The task:
Of all the lines below, return only those starting with the line holding "assert_eq!(row.review_state(0.8), ReviewState::ReviewedValid);" and going on through the line holding "assert_eq!(row.review_state(0.8), ReviewState::ReviewedInvalid);", exactly as written.

Supplied information:
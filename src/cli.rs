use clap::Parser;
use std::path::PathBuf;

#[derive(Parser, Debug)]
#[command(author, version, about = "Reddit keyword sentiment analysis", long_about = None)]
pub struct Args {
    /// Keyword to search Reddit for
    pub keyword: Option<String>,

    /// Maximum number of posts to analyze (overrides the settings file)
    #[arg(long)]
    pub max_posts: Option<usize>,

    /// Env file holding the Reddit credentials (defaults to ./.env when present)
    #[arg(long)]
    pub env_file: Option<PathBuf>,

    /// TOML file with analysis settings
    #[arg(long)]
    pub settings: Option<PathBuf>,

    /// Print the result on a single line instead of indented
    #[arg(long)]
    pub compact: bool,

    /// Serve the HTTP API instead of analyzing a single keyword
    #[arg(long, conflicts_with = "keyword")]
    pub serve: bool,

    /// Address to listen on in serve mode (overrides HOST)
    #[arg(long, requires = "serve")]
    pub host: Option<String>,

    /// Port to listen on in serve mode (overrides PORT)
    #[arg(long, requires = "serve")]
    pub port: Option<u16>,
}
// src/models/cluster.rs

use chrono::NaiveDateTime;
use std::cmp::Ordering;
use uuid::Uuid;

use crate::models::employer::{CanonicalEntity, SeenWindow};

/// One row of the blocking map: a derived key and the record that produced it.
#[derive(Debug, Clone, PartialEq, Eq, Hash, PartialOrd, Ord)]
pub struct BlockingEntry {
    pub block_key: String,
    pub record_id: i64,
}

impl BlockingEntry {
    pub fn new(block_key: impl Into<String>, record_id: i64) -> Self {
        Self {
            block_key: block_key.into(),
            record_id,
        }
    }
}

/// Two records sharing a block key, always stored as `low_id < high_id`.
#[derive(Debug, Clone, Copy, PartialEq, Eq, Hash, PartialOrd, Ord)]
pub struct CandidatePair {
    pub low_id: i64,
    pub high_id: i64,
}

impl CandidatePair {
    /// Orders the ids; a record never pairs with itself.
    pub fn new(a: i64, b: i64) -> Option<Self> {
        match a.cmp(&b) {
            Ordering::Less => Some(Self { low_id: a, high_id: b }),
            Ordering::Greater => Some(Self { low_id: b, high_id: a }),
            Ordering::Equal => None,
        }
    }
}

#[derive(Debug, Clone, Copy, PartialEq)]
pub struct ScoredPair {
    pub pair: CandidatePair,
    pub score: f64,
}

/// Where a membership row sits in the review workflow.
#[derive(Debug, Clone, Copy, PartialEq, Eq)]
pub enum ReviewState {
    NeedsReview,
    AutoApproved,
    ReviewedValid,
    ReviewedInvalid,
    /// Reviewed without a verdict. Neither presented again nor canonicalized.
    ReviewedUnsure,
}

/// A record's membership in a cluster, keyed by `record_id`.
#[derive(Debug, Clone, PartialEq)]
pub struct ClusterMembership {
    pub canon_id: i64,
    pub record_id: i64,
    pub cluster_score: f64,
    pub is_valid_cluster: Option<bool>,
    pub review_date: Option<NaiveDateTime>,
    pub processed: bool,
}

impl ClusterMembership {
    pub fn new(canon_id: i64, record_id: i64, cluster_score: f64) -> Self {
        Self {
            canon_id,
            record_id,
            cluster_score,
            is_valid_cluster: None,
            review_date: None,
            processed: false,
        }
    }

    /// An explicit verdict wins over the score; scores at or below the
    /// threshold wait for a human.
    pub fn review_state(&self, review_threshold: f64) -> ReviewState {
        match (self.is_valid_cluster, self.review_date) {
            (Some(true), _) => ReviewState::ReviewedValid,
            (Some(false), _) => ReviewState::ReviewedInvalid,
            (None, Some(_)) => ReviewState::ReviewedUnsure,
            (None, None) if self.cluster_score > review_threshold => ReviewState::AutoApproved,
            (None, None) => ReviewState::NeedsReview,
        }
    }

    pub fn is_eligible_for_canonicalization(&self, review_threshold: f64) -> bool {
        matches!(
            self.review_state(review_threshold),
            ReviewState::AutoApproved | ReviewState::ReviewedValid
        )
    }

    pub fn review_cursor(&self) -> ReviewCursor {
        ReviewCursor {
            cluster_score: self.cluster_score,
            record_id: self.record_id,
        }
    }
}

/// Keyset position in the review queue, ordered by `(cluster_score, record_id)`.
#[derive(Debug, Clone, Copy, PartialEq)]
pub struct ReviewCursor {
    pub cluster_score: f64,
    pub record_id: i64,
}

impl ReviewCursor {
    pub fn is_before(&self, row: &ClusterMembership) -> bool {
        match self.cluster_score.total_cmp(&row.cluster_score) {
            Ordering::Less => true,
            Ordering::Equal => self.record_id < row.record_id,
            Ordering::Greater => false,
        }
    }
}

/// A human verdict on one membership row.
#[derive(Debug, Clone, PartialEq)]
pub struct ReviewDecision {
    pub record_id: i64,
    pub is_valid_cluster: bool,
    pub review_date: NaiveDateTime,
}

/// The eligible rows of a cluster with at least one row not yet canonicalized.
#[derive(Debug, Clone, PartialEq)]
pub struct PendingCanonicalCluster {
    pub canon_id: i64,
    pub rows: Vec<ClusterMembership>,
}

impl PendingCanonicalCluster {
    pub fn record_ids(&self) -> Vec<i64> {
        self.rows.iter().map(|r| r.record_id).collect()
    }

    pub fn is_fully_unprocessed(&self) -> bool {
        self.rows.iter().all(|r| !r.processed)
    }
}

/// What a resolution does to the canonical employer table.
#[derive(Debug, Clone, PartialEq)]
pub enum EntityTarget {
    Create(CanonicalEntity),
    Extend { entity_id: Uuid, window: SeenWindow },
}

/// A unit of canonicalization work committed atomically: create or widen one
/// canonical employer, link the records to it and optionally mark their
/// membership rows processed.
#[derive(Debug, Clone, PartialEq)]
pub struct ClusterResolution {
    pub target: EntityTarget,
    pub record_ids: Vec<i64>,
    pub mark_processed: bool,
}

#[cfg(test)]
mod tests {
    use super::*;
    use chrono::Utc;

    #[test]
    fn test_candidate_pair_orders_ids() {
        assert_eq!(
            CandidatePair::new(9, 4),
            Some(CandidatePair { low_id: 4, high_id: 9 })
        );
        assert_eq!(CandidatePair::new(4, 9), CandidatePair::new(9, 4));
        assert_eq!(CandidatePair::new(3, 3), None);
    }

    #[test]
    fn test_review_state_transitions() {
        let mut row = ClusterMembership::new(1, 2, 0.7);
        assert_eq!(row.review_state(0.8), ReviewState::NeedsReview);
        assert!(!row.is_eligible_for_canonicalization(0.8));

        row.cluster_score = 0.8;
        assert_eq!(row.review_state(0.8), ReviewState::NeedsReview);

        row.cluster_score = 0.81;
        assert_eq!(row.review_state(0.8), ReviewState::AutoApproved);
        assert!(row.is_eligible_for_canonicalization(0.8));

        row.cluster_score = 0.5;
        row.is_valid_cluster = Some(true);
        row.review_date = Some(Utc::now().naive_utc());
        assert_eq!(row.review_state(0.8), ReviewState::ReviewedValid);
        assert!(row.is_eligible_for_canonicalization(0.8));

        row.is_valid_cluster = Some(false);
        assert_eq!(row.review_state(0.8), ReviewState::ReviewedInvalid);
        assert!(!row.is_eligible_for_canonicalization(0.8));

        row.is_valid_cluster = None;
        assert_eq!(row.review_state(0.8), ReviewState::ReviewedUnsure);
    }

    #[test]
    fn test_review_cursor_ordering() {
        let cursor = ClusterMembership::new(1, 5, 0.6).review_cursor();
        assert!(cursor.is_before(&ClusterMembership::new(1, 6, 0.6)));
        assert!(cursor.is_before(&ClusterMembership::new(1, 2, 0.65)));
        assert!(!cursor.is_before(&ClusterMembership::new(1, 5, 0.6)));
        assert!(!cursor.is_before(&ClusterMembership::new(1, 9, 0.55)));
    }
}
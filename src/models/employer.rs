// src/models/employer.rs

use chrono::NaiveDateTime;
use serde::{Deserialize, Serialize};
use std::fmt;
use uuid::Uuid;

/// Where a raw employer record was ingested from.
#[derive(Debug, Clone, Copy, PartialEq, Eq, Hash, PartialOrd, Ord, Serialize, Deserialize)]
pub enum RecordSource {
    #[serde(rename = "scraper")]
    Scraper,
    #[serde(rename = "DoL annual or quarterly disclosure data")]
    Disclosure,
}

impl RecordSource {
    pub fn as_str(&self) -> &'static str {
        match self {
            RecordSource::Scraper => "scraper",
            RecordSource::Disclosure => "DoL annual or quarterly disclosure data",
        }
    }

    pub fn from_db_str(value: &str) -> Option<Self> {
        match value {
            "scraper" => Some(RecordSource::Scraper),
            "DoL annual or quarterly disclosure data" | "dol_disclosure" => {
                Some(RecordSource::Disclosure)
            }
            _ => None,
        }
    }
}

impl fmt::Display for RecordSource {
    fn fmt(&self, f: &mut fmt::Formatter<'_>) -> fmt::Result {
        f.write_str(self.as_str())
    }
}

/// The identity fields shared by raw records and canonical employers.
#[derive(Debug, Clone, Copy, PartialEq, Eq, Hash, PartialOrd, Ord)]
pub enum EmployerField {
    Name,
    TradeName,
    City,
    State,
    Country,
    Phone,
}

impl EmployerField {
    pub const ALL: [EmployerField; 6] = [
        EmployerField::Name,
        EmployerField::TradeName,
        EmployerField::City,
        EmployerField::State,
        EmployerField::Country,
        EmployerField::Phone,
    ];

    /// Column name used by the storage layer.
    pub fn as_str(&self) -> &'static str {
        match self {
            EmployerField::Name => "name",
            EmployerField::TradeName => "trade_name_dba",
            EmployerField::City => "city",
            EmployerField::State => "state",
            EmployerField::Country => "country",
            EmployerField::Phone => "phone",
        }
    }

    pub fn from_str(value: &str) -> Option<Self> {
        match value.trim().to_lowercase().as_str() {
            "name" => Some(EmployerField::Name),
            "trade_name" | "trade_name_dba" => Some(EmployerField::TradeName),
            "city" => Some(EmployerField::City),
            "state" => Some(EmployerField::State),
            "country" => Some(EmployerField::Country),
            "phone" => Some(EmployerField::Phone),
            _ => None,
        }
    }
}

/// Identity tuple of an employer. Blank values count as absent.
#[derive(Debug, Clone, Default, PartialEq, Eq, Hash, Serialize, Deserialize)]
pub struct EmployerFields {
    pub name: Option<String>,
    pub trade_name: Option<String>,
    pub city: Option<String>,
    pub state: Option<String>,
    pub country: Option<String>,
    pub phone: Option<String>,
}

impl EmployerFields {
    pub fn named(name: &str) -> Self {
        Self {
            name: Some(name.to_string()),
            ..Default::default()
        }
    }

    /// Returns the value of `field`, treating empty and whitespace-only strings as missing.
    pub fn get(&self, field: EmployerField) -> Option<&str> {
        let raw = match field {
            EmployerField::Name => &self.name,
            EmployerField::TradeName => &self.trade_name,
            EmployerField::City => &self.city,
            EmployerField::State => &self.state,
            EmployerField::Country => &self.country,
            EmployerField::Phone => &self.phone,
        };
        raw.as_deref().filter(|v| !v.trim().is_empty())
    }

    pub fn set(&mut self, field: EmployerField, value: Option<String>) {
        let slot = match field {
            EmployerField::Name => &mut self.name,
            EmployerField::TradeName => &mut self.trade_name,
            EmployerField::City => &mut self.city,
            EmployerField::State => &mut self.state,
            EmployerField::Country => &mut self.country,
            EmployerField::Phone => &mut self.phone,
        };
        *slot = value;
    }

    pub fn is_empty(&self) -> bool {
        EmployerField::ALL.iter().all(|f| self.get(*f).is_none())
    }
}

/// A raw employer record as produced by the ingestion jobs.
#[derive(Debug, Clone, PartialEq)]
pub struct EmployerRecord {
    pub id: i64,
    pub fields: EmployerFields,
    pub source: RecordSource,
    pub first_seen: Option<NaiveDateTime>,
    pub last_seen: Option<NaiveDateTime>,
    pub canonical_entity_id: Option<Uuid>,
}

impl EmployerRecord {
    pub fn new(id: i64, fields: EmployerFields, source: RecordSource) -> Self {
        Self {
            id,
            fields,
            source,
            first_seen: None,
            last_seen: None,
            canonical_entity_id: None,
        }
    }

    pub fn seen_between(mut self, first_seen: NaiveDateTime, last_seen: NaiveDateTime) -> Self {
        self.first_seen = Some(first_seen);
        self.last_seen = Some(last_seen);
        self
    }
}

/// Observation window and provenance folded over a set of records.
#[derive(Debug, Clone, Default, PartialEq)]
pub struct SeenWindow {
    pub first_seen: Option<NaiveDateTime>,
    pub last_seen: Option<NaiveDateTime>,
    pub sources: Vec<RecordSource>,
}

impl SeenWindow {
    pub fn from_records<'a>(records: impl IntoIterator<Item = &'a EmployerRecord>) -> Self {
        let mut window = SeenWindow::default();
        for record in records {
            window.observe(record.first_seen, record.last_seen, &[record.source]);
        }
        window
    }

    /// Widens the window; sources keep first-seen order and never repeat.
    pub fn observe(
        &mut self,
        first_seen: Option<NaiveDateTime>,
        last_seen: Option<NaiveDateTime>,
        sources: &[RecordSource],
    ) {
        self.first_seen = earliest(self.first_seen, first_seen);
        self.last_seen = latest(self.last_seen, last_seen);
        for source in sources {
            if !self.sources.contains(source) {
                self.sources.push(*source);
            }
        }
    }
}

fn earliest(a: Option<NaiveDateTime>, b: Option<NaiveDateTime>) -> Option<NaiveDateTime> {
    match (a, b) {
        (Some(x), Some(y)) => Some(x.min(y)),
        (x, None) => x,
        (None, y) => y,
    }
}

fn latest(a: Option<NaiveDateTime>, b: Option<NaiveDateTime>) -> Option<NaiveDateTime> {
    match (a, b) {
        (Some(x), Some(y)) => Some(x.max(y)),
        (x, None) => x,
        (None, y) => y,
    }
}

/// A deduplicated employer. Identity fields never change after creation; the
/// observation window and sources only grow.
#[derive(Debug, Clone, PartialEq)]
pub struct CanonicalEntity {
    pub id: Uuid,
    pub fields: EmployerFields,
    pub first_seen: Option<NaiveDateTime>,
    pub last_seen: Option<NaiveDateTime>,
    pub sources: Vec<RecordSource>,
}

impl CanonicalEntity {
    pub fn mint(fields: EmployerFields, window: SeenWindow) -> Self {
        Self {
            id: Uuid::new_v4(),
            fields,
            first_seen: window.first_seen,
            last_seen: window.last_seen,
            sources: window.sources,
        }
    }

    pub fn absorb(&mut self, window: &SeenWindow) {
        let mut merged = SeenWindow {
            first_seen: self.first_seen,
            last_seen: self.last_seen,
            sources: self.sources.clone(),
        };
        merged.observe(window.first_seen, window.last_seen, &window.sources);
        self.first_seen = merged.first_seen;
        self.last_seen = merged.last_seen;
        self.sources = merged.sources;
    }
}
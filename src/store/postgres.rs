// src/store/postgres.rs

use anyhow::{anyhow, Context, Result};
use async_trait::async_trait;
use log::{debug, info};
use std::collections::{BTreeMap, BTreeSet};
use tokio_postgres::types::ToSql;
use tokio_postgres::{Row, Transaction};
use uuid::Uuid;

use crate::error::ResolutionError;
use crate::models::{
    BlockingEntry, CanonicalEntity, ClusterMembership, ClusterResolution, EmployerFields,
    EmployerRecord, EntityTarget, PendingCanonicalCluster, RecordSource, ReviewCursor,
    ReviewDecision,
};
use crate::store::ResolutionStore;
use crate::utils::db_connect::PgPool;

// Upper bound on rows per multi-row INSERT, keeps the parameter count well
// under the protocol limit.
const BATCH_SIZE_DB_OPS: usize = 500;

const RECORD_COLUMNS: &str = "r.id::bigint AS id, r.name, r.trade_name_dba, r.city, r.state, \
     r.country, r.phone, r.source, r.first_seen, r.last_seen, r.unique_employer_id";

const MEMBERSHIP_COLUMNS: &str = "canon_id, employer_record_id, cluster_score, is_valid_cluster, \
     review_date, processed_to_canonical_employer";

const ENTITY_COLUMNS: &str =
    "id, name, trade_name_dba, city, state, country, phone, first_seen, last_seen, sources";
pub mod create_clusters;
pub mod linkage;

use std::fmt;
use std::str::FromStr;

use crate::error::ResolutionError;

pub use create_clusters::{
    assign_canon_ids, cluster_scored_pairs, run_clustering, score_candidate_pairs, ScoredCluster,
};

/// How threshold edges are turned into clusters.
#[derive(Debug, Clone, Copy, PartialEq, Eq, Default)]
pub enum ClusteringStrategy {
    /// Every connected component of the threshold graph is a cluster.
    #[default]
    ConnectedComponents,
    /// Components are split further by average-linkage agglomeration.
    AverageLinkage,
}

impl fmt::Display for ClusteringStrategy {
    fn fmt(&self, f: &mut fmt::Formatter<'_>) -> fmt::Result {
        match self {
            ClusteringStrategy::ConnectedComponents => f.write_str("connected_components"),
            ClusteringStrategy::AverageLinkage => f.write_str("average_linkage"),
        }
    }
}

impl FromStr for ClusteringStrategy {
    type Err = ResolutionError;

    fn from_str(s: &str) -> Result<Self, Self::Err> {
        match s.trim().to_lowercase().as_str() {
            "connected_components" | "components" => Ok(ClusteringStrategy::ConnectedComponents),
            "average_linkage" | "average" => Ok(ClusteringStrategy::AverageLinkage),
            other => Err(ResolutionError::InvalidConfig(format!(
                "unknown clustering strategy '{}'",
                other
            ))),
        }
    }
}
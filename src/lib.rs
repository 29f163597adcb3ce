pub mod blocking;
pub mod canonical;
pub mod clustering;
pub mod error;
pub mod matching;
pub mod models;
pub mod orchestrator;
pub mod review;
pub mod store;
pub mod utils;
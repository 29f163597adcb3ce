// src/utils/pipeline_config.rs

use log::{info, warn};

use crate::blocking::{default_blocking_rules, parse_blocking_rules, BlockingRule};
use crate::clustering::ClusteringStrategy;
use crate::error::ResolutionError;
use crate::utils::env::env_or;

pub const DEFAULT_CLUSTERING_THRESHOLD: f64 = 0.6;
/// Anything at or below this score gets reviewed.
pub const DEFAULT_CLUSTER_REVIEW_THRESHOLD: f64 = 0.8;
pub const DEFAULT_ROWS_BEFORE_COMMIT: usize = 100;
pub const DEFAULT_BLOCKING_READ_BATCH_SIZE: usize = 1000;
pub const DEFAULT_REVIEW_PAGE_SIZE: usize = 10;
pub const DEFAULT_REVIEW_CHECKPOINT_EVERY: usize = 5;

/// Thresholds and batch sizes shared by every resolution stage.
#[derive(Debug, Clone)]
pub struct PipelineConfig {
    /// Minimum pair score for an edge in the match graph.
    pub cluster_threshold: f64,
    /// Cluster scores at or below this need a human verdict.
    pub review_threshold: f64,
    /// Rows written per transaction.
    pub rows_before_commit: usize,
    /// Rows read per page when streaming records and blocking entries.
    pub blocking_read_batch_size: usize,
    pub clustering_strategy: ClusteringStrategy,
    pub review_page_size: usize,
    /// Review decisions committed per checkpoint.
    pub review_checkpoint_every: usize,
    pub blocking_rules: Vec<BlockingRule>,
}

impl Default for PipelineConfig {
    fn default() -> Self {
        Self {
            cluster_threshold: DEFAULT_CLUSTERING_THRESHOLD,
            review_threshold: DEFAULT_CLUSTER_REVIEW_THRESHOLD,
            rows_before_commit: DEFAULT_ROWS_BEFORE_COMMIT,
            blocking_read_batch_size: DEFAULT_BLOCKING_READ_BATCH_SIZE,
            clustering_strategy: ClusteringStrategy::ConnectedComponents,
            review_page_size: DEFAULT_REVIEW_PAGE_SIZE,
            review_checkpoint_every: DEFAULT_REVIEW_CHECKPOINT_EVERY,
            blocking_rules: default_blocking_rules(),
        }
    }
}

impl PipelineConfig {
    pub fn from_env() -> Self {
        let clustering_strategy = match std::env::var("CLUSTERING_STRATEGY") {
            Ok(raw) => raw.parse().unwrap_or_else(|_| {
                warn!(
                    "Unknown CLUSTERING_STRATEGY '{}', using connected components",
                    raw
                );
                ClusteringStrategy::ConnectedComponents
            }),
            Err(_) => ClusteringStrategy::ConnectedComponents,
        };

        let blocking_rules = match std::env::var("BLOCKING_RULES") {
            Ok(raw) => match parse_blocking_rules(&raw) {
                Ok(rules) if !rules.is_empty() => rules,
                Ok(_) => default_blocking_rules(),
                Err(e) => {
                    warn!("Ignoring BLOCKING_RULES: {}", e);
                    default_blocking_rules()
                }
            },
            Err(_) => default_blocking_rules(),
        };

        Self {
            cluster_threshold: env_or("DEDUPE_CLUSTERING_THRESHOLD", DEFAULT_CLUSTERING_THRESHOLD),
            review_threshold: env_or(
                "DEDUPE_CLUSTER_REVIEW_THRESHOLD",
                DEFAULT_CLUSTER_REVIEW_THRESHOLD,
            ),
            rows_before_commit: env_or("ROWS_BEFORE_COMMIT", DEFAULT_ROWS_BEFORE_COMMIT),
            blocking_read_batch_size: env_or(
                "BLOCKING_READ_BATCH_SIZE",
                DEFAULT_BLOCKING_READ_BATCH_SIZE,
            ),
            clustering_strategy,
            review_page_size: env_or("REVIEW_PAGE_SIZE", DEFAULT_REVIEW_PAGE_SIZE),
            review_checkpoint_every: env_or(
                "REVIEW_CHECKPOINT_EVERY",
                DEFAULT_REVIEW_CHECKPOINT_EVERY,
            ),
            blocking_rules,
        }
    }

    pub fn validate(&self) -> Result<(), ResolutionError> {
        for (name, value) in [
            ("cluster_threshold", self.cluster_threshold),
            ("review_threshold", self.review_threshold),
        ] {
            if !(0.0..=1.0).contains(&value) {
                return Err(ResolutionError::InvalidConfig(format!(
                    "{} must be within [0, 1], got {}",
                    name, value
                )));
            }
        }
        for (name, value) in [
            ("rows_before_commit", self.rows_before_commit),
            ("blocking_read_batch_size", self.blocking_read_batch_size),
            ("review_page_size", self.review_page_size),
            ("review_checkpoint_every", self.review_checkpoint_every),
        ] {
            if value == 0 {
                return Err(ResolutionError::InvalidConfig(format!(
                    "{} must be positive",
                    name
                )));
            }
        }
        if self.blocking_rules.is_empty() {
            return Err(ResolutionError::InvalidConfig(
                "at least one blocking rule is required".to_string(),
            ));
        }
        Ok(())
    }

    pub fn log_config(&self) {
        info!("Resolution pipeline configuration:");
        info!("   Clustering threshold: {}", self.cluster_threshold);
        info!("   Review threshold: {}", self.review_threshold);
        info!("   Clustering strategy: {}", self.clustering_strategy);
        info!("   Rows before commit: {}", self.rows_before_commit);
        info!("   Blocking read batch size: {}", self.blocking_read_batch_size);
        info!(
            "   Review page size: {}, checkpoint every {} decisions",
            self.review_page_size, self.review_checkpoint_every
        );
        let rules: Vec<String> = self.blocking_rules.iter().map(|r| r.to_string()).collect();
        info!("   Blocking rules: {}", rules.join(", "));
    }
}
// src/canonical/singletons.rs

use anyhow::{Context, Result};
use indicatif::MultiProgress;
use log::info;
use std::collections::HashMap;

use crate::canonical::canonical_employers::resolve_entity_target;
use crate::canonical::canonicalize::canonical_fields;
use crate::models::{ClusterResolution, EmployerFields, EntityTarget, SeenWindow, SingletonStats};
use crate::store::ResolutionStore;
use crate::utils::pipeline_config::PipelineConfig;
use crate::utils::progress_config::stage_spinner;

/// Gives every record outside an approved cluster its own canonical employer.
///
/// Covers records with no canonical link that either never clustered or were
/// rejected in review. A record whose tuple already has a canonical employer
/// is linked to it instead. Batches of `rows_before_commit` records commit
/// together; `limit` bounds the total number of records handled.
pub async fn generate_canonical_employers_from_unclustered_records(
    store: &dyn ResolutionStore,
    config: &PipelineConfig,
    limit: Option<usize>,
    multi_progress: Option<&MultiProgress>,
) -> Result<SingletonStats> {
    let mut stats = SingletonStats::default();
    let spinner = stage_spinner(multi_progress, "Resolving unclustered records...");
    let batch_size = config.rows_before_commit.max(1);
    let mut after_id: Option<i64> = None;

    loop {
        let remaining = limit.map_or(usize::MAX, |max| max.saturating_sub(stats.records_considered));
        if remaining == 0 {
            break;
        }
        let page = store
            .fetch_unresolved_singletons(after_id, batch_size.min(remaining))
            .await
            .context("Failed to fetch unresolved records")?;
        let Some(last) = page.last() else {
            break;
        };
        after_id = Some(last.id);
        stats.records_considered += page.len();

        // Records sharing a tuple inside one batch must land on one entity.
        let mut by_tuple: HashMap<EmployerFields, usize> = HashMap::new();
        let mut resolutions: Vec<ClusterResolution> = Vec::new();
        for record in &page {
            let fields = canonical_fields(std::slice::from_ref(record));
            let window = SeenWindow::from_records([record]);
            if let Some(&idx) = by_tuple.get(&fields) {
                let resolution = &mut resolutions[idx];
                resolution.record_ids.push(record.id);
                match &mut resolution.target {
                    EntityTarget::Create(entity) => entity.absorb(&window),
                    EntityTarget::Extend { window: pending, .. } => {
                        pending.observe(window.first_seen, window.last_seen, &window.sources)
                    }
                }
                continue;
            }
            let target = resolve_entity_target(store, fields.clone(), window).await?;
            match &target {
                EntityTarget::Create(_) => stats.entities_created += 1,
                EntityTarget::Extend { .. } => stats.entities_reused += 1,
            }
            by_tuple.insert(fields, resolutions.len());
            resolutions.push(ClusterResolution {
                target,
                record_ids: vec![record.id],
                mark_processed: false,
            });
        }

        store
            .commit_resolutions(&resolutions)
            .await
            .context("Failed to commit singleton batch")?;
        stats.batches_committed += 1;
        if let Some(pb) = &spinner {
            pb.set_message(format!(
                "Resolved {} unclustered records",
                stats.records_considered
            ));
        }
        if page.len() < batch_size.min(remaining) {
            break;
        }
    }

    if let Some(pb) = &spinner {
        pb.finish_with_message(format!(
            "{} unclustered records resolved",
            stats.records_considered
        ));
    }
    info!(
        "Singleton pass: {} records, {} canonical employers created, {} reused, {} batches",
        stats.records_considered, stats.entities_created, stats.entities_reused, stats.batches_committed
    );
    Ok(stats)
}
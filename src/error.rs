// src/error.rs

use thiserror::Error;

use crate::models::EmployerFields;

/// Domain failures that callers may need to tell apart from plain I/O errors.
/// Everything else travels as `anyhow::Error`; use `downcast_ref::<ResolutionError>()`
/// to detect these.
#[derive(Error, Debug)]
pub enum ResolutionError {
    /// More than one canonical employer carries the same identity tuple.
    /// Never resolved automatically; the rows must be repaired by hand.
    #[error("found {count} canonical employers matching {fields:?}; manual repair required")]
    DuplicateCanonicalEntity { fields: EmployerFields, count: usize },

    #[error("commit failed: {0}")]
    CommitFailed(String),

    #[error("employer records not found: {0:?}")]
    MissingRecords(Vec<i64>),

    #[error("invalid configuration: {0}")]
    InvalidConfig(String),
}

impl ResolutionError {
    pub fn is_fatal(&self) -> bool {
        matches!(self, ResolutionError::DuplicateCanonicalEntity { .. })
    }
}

Solution:
        assert_eq!(row.review_state(0.8), ReviewState::ReviewedValid);
        assert!(row.is_eligible_for_canonicalization(0.8));

        row.is_valid_cluster = Some(false);
        assert_eq!(row.review_state(0.8), ReviewState::ReviewedInvalid);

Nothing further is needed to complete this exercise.